En ce qui concerne les tournois, nous aurons bien entendu de quoi faire jusqu'au 9 avril… Tous les tarifs indiqués ci-dessous sont en dollars de Hong-Kong (HKD). Sachant que 100HKD=12€, vous pouvez diviser par 9 ou 10 les montants affichés pour obtenir une estimation potable. Entre autres réjouissances, nous aurons l'occasions d'observer :
National Championship (8 800HKD) : du 30 mars au 3 avril
PokerStars Cup (3 300HKD) : du 31 mars au 3 avril
Super High Roller (400 000HKD) : du 1 au 3 avril
Asia Open (5 500HKD) : 2 et 3 avril
Main Event (42 400HKD) : Day 1A le 3 avril, Day 1B le 4 avril, finale le 9 avril
NLHE (206 000HKD) : le 4 avril
PLO High-Roller (82 400HKD) : 5 et 6 avril
High-Roller (103 000HKD) : du 7 au 9 avril
PokerStars Open (2 200HKD) : du 7 au 9 avril
Au départ du Super High-Roller, on devrait retrouver Sylvain et Davidi. Les sept pros du Team présents à Macao seront bien entendu au départ du Main Event.
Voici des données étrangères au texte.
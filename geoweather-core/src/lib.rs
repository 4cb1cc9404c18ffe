//! Core library for the `geoweather` CLI.
//!
//! This crate defines:
//! - Configuration & credential handling
//! - Location and weather service abstractions
//! - The screen state, the flow that drives it, and its rendering
//!
//! It is used by `geoweather-cli`, but the controller and renderer do not
//! depend on a terminal and can back other front ends.

pub mod config;
pub mod controller;
pub mod error;
pub mod location;
pub mod model;
pub mod provider;
pub mod render;
pub mod state;

pub use config::Config;
pub use controller::WeatherController;
pub use error::{FailureKind, LocationError, WeatherError};
pub use location::{FixedLocation, IpLocation, LocationProvider, Permission};
pub use model::{Condition, Coordinate, WeatherReport};
pub use provider::{WeatherService, openweather::OpenWeatherProvider, provider_from_config};
pub use render::{View, render};
pub use state::{Phase, RequestId, ViewState};
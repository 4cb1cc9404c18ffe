use crate::{
    Config,
    error::WeatherError,
    model::{Coordinate, WeatherReport},
    provider::openweather::OpenWeatherProvider,
};
use async_trait::async_trait;
use std::fmt::Debug;

pub mod openweather;

/// Unit system requested from the service. Only metric is supported.
pub const UNITS: &str = "metric";

#[async_trait]
pub trait WeatherService: Send + Sync + Debug {
    async fn current(&self, at: &Coordinate) -> Result<WeatherReport, WeatherError>;
}

/// Construct the weather service from config.
pub fn provider_from_config(config: &Config) -> anyhow::Result<OpenWeatherProvider> {
    let api_key = config.api_key().ok_or_else(|| {
        anyhow::anyhow!(
            "No OpenWeather API key configured.\n\
             Hint: run `geoweather configure` or set {}.",
            crate::config::API_KEY_ENV
        )
    })?;

    let provider = OpenWeatherProvider::builder(api_key)
        .lang(config.lang.clone())
        .timeout(config.request_timeout())
        .build()?;

    Ok(provider)
}
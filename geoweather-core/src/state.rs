//! Screen state as an immutable record.
//!
//! Each transition returns a new [`ViewState`]. Transitions tagged with a
//! [`RequestId`] other than the current one are ignored, so a completion that
//! belongs to a superseded request can never overwrite newer data.

use crate::{
    error::FailureKind,
    model::{Coordinate, WeatherReport},
};

/// Identifies one user-initiated request.
#[derive(Debug, Clone, Copy, PartialEq, Eq, PartialOrd, Ord, Default)]
pub struct RequestId(u64);

#[derive(Debug, Clone, Copy, PartialEq, Eq, Default)]
pub enum Phase {
    #[default]
    Idle,
    RequestingLocation,
    FetchingWeather,
    Ready,
    Failed(FailureKind),
}

#[derive(Debug, Clone, PartialEq, Default)]
pub struct ViewState {
    phase: Phase,
    location: Option<Coordinate>,
    weather: Option<WeatherReport>,
    request: RequestId,
}

impl ViewState {
    pub fn new() -> Self {
        Self::default()
    }

    pub fn phase(&self) -> Phase {
        self.phase
    }

    pub fn location(&self) -> Option<Coordinate> {
        self.location
    }

    /// Last stored report, regardless of whether it may be shown.
    pub fn weather(&self) -> Option<&WeatherReport> {
        self.weather.as_ref()
    }

    pub fn request(&self) -> RequestId {
        self.request
    }

    pub fn is_loading(&self) -> bool {
        matches!(self.phase, Phase::RequestingLocation | Phase::FetchingWeather)
    }

    /// The report, if it may be displayed: never while a request is in flight.
    pub fn visible_weather(&self) -> Option<&WeatherReport> {
        if self.is_loading() { None } else { self.weather.as_ref() }
    }

    /// True when the last weather lookup failed and the visible report is
    /// the one from before it. Attempts that never reached the weather
    /// service leave the report as current as it was.
    pub fn is_stale(&self) -> bool {
        matches!(self.phase, Phase::Failed(kind) if kind.is_weather_failure())
            && self.weather.is_some()
    }

    pub fn failure(&self) -> Option<FailureKind> {
        match self.phase {
            Phase::Failed(kind) => Some(kind),
            _ => None,
        }
    }

    /// Start a new request, superseding any in flight.
    pub fn begin(&self) -> (ViewState, RequestId) {
        let request = RequestId(self.request.0 + 1);
        let next = ViewState {
            phase: Phase::RequestingLocation,
            request,
            ..self.clone()
        };
        (next, request)
    }

    /// A position fix arrived; the weather lookup starts.
    pub fn located(&self, id: RequestId, at: Coordinate) -> ViewState {
        if !self.accepts(id, Phase::RequestingLocation) {
            return self.clone();
        }
        ViewState {
            phase: Phase::FetchingWeather,
            location: Some(at),
            ..self.clone()
        }
    }

    pub fn completed(&self, id: RequestId, report: WeatherReport) -> ViewState {
        if !self.accepts(id, Phase::FetchingWeather) {
            return self.clone();
        }
        ViewState {
            phase: Phase::Ready,
            weather: Some(report),
            ..self.clone()
        }
    }

    /// End the request without a new report. Location and weather are kept.
    pub fn failed(&self, id: RequestId, kind: FailureKind) -> ViewState {
        if id != self.request || !self.is_loading() {
            return self.clone();
        }
        ViewState {
            phase: Phase::Failed(kind),
            ..self.clone()
        }
    }

    fn accepts(&self, id: RequestId, expected: Phase) -> bool {
        id == self.request && self.phase == expected
    }
}
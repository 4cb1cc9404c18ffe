use reqwest::StatusCode;

/// Failures while obtaining a position fix.
#[derive(Debug, thiserror::Error)]
pub enum LocationError {
    #[error("Location permission denied")]
    PermissionDenied,
    #[error("Location unavailable: {0}")]
    Unavailable(String),
    #[error("Location service request failed: {0}")]
    Http(#[from] reqwest::Error),
}

/// Failures while looking up the weather for a coordinate.
#[derive(Debug, thiserror::Error)]
pub enum WeatherError {
    #[error("Weather request failed: {0}")]
    Network(#[from] reqwest::Error),
    /// The service answered, but with an error payload instead of a report.
    #[error("Weather service returned {status}: {message}")]
    Service { status: StatusCode, message: String },
    #[error("Malformed weather response: {0}")]
    Malformed(String),
}

/// Why the last attempt ended without a fresh report.
#[derive(Debug, Clone, Copy, PartialEq, Eq)]
pub enum FailureKind {
    PermissionDenied,
    LocationUnavailable,
    Network,
    Service,
    MalformedResponse,
}

impl FailureKind {
    /// The attempt got as far as the weather service.
    pub fn is_weather_failure(self) -> bool {
        matches!(
            self,
            FailureKind::Network | FailureKind::Service | FailureKind::MalformedResponse
        )
    }
}

impl From<&LocationError> for FailureKind {
    fn from(err: &LocationError) -> Self {
        match err {
            LocationError::PermissionDenied => FailureKind::PermissionDenied,
            LocationError::Unavailable(_) | LocationError::Http(_) => {
                FailureKind::LocationUnavailable
            }
        }
    }
}

impl From<&WeatherError> for FailureKind {
    fn from(err: &WeatherError) -> Self {
        match err {
            WeatherError::Network(_) => FailureKind::Network,
            WeatherError::Service { .. } => FailureKind::Service,
            WeatherError::Malformed(_) => FailureKind::MalformedResponse,
        }
    }
}

#[cfg(test)]
mod tests {
    use super::*;

    #[test]
    fn location_errors_map_to_failure_kinds() {
        assert_eq!(
            FailureKind::from(&LocationError::PermissionDenied),
            FailureKind::PermissionDenied
        );
        assert_eq!(
            FailureKind::from(&LocationError::Unavailable("no fix".into())),
            FailureKind::LocationUnavailable
        );
    }

    #[test]
    fn service_error_is_distinct_from_malformed() {
        let service = WeatherError::Service {
            status: StatusCode::UNAUTHORIZED,
            message: "Invalid API key".into(),
        };
        assert_eq!(FailureKind::from(&service), FailureKind::Service);
        assert!(service.to_string().contains("401"));

        let malformed = WeatherError::Malformed("missing field `main`".into());
        assert_eq!(FailureKind::from(&malformed), FailureKind::MalformedResponse);
        assert!(FailureKind::from(&malformed).is_weather_failure());
        assert!(!FailureKind::PermissionDenied.is_weather_failure());
    }
}
//! # Sales Math
//!
//! Numeric building blocks used by the sales forecasting crate.
//! This crate provides a bounded Nelder-Mead minimizer for fitting
//! smoothing models and a least-squares polynomial fit for trend lines.

use thiserror::Error;

pub mod optimization;
pub mod regression;

pub use optimization::{Minimum, NelderMead};
pub use regression::PolynomialFit;

/// Errors that can occur in numeric routines
#[derive(Error, Debug, Clone, PartialEq)]
pub enum MathError {
    #[error("Insufficient data for calculation: {0}")]
    InsufficientData(String),

    #[error("Invalid input: {0}")]
    InvalidInput(String),

    #[error("Calculation error: {0}")]
    CalculationError(String),
}

/// Result type for numeric operations
pub type Result<T> = std::result::Result<T, MathError>;

#[cfg(test)]
mod tests {
    use super::*;

    #[test]
    fn error_messages_carry_context() {
        let err = MathError::InsufficientData("need 3 points, got 1".to_string());
        assert_eq!(
            err.to_string(),
            "Insufficient data for calculation: need 3 points, got 1"
        );
    }
}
Les chiffres du premier tournoi simili High-Roller de la quinzaine (82 000KHD, soit 10 000€) sont corrects : 94 inscriptions au total, re-entry inclus. La finale va se jouer samedi : on y retrouvera des pros comme Dan Smith, Nick Petrangelo ou Dario Sammartino. Avant cela, la toute première table finale du festival (en conclusion d'un Turbo à 4400HKD) rassemblait deux joueurs français : Daniel Stephan (4e pour 23 770HKD) et Jacques Zaicïk (runner-up pour 41,450HKD).